When I moved to Charlotte, one of my goals was to become braver and bolder. In Syracuse, I was scared of everything. I was scared to go to networking events alone, scared to try a new exercise class by myself, even scared to go to the nail salon alone because I thought I would look like a friendless loser. I preferred sitting home to trying new things because I loathed stepping outside of my comfort zone. After my move, I was determined to change that.
When I came to Charlotte, I forced myself to go to meetups, check out exercise classes by myself, and really just put myself out there. I went on “friend dates” with friends of friends and when I became single, I went on real dates. Before I went out on one of these new adventures, I always felt beyond nervous. Like, passed nervous three exits ago and was headed to absolute terror. It was partially excitement, sure, especially when I knew I might meet someone great (whether it was a friend or a love interest). But there was always a certain degree of pure fear involved. What if I said something dumb? What if I got lost on my way to the meeting? What if the other person and I didn’t get along? What if I went to a networking event and stood in the corner the whole time? However, I’ve noticed that the more I do these things, the more manageable they seem to me.

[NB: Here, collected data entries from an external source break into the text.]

#[cfg(test)]
mod tests {
    use super::*;
    use crate::resolver::Target;
    use crate::runtime::fake::{FakeGateway, GatewayCall};
    use std::time::Duration;

    fn orchestrator(gateway: &FakeGateway, config: ProxyConfig) -> LifecycleOrchestrator {
        LifecycleOrchestrator::new(Arc::new(gateway.clone()), Arc::new(config))
    }

    fn auto_create_config() -> ProxyConfig {
        ProxyConfig {
            auto_create: true,
            create: Some(CreateStrategy::Template(ContainerTemplate::new("nginx", 80))),
            ..Default::default()
        }
    }

    struct CreateFromImage {
        image: String,
    }

    #[async_trait]
    impl CreateInstance for CreateFromImage {
        async fn create(&self, gateway: &dyn RuntimeGateway, name: &str) -> Result<(), RuntimeError> {
            let template = ContainerTemplate::new(&self.image, 3000);
            gateway.create_instance(name, &template).await?;
            Ok(())
        }
    }

    #[tokio::test]
    async fn test_running_instance_is_not_started() {
        let gateway = FakeGateway::new().with_instance("alice", "Up 10 minutes", Some(40001));
        let descriptor = orchestrator(&gateway, ProxyConfig::default())
            .ensure_running("alice")
            .await
            .unwrap();

        assert_eq!(descriptor.target, Some(Target::new("127.0.0.1", 40001)));
        assert!(gateway.lifecycle_calls().is_empty());
        assert_eq!(gateway.list_count(), 1);
    }

    #[tokio::test]
    async fn test_stopped_instance_uses_post_start_port() {
        // Stale port from before the restart must never be dispatched to
        let gateway = FakeGateway::new().with_instance("alice", "Exited (0) 1 hour ago", Some(40001));
        let descriptor = orchestrator(&gateway, ProxyConfig::default())
            .ensure_running("alice")
            .await
            .unwrap();

        assert_eq!(gateway.lifecycle_calls(), vec![GatewayCall::Start("alice".to_string())]);
        assert_eq!(descriptor.published_port, Some(49200));
        assert_eq!(descriptor.target, Some(Target::new("127.0.0.1", 49200)));
        assert!(descriptor.is_running());

        let calls = gateway.calls();
        let start = calls
            .iter()
            .position(|c| *c == GatewayCall::Start("alice".to_string()))
            .unwrap();
        assert_eq!(calls.get(start + 1), Some(&GatewayCall::List));
    }

    #[tokio::test]
    async fn test_absent_without_auto_create_is_not_found() {
        let gateway = FakeGateway::new();
        let err = orchestrator(&gateway, ProxyConfig::default())
            .ensure_running("carol")
            .await
            .unwrap_err();

        assert!(matches!(
            err,
            WorkloadError::NotFound { reason: NotFoundReason::AutoCreateDisabled, .. }
        ));
        assert!(gateway.lifecycle_calls().is_empty());
    }

    #[tokio::test]
    async fn test_auto_create_without_strategy_is_not_found() {
        let gateway = FakeGateway::new();
        let config = ProxyConfig {
            auto_create: true,
            ..Default::default()
        };
        let err = orchestrator(&gateway, config)
            .ensure_running("carol")
            .await
            .unwrap_err();

        assert!(matches!(
            err,
            WorkloadError::NotFound { reason: NotFoundReason::NoCreateStrategy, .. }
        ));
        assert!(gateway.lifecycle_calls().is_empty());
    }

    #[tokio::test]
    async fn test_template_is_ignored_when_auto_create_is_off() {
        let gateway = FakeGateway::new();
        let config = ProxyConfig {
            auto_create: false,
            ..auto_create_config()
        };
        let err = orchestrator(&gateway, config)
            .ensure_running("carol")
            .await
            .unwrap_err();
        assert!(matches!(err, WorkloadError::NotFound { .. }));
        assert!(gateway.lifecycle_calls().is_empty());
    }

    #[tokio::test]
    async fn test_absent_with_auto_create_creates_then_starts() {
        let gateway = FakeGateway::new();
        let descriptor = orchestrator(&gateway, auto_create_config())
            .ensure_running("carol")
            .await
            .unwrap();

        assert_eq!(
            gateway.lifecycle_calls(),
            vec![
                GatewayCall::Create("carol".to_string()),
                GatewayCall::Start("carol".to_string()),
            ]
        );
        assert_eq!(descriptor.name, "carol");
        assert_eq!(descriptor.target, Some(Target::new("127.0.0.1", 49200)));
    }

    #[tokio::test]
    async fn test_custom_create_strategy() {
        let gateway = FakeGateway::new();
        let config = ProxyConfig {
            auto_create: true,
            create: Some(CreateStrategy::custom(CreateFromImage {
                image: "ghcr.io/acme/app".to_string(),
            })),
            ..Default::default()
        };
        let descriptor = orchestrator(&gateway, config)
            .ensure_running("dave")
            .await
            .unwrap();

        assert_eq!(
            gateway.lifecycle_calls(),
            vec![
                GatewayCall::Create("dave".to_string()),
                GatewayCall::Start("dave".to_string()),
            ]
        );
        assert!(descriptor.is_running());
    }

    #[tokio::test]
    async fn test_create_failure_propagates_without_start() {
        let gateway = FakeGateway::new();
        let config = ProxyConfig {
            auto_create: true,
            create: Some(CreateStrategy::Template(ContainerTemplate::new("", 80))),
            ..Default::default()
        };
        let err = orchestrator(&gateway, config)
            .ensure_running("carol")
            .await
            .unwrap_err();

        assert!(matches!(err, WorkloadError::Runtime(RuntimeError::Template(_))));
        assert_eq!(gateway.lifecycle_calls(), vec![GatewayCall::Create("carol".to_string())]);
    }

    #[tokio::test]
    async fn test_start_failure_propagates() {
        let gateway = FakeGateway::new().with_instance("alice", "Exited (1) 2 minutes ago", None);
        gateway.fail_start("OCI runtime create failed");
        let err = orchestrator(&gateway, ProxyConfig::default())
            .ensure_running("alice")
            .await
            .unwrap_err();

        assert!(matches!(err, WorkloadError::Runtime(RuntimeError::Start { .. })));
        assert_eq!(gateway.lifecycle_calls().len(), 1);
    }

    #[tokio::test]
    async fn test_running_without_port_is_malformed() {
        let gateway = FakeGateway::new().with_instance("alice", "Up 3 hours", None);
        let err = orchestrator(&gateway, ProxyConfig::default())
            .ensure_running("alice")
            .await
            .unwrap_err();

        assert!(matches!(err, WorkloadError::MalformedInstance { ref name, .. } if name == "alice"));
        assert!(gateway.lifecycle_calls().is_empty());
    }

    #[tokio::test]
    async fn test_started_without_port_is_malformed() {
        let gateway = FakeGateway::new().with_instance("alice", "Exited (0) 1 day ago", None);
        gateway.start_without_port();
        let err = orchestrator(&gateway, ProxyConfig::default())
            .ensure_running("alice")
            .await
            .unwrap_err();

        assert!(matches!(err, WorkloadError::MalformedInstance { .. }));
    }

    #[tokio::test]
    async fn test_concurrent_requests_start_once() {
        let gateway = FakeGateway::new().with_instance("alice", "Exited (0) 1 hour ago", None);
        gateway.start_delay(Duration::from_millis(50));
        let orchestrator = orchestrator(&gateway, ProxyConfig::default());

        let (first, second) = tokio::join!(
            orchestrator.ensure_running("alice"),
            orchestrator.ensure_running("alice")
        );

        assert_eq!(first.unwrap().target, second.unwrap().target);
        assert_eq!(gateway.lifecycle_calls(), vec![GatewayCall::Start("alice".to_string())]);
        assert!(orchestrator.transitions.is_empty());
    }

    #[tokio::test]
    async fn test_concurrent_requests_create_once() {
        let gateway = FakeGateway::new();
        gateway.start_delay(Duration::from_millis(50));
        let orchestrator = orchestrator(&gateway, auto_create_config());

        let (first, second, third) = tokio::join!(
            orchestrator.ensure_running("carol"),
            orchestrator.ensure_running("carol"),
            orchestrator.ensure_running("carol")
        );

        assert!(first.is_ok() && second.is_ok() && third.is_ok());
        assert_eq!(
            gateway.lifecycle_calls(),
            vec![
                GatewayCall::Create("carol".to_string()),
                GatewayCall::Start("carol".to_string()),
            ]
        );
        assert!(orchestrator.transitions.is_empty());
    }

    #[tokio::test]
    async fn test_abandoned_request_still_completes_start() {
        let gateway = FakeGateway::new().with_instance("alice", "Exited (0) 1 hour ago", None);
        gateway.start_delay(Duration::from_millis(200));
        let orchestrator = orchestrator(&gateway, ProxyConfig::default());

        let abandoned =
            tokio::time::timeout(Duration::from_millis(50), orchestrator.ensure_running("alice")).await;
        assert!(abandoned.is_err());

        tokio::time::sleep(Duration::from_millis(400)).await;

        let descriptor = orchestrator.resolver().resolve("alice").await.unwrap().unwrap();
        assert!(descriptor.is_running());
        assert_eq!(gateway.lifecycle_calls(), vec![GatewayCall::Start("alice".to_string())]);
        assert!(orchestrator.transitions.is_empty());

        // Next request finds it running and does not start it again
        orchestrator.ensure_running("alice").await.unwrap();
        assert_eq!(gateway.lifecycle_calls().len(), 1);
    }

    #[tokio::test]
    async fn test_different_workloads_do_not_share_a_lock() {
        let gateway = FakeGateway::new()
            .with_instance("alice", "Exited (0) 1 hour ago", None)
            .with_instance("bob", "Exited (0) 1 hour ago", None);
        let orchestrator = orchestrator(&gateway, ProxyConfig::default());

        let (alice, bob) = tokio::join!(
            orchestrator.ensure_running("alice"),
            orchestrator.ensure_running("bob")
        );

        assert_ne!(alice.unwrap().target, bob.unwrap().target);
        assert_eq!(gateway.lifecycle_calls().len(), 2);
    }
}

When I first started trying these kinds of things, I used to wish that I could call in a stunt double to go to a meetup or on a coffee date for me. I was terrified. I would get myself all worked up, even though I always ended up having fun on the outing. Now though, I get nervous, but it’s a much more manageable kind of nervous energy. These events that used to seem so overwhelming are now challenging but fun.
It’s kind of like how people who live in Charlotte always tell me that I’ll get used to roaches. They’re just a part of life in the South, and the more I see them, the more desensitized I will become. I don’t totally believe that I’ll ever become numb to huge, fast insects that are the size of small dogs. But I do understand what they mean. Something may seem absolutely unbearably scary at first, but once it becomes a normal part of your routine, it suddenly seems totally do-able. As long as you have at least three cans of Raid in your home at any given moment.
While you may wish that you could call in a stunt double or choose to simply avoid doing something that really freaks you out, I’m here to tell you firsthand that it’s absolutely worth it to push yourself. Yes, you’ll nervous sweat. You may even lose sleep. But when you conquer a situation that used to seem really effing scary, you’ll feel so incredibly competent and confident in your own abilities.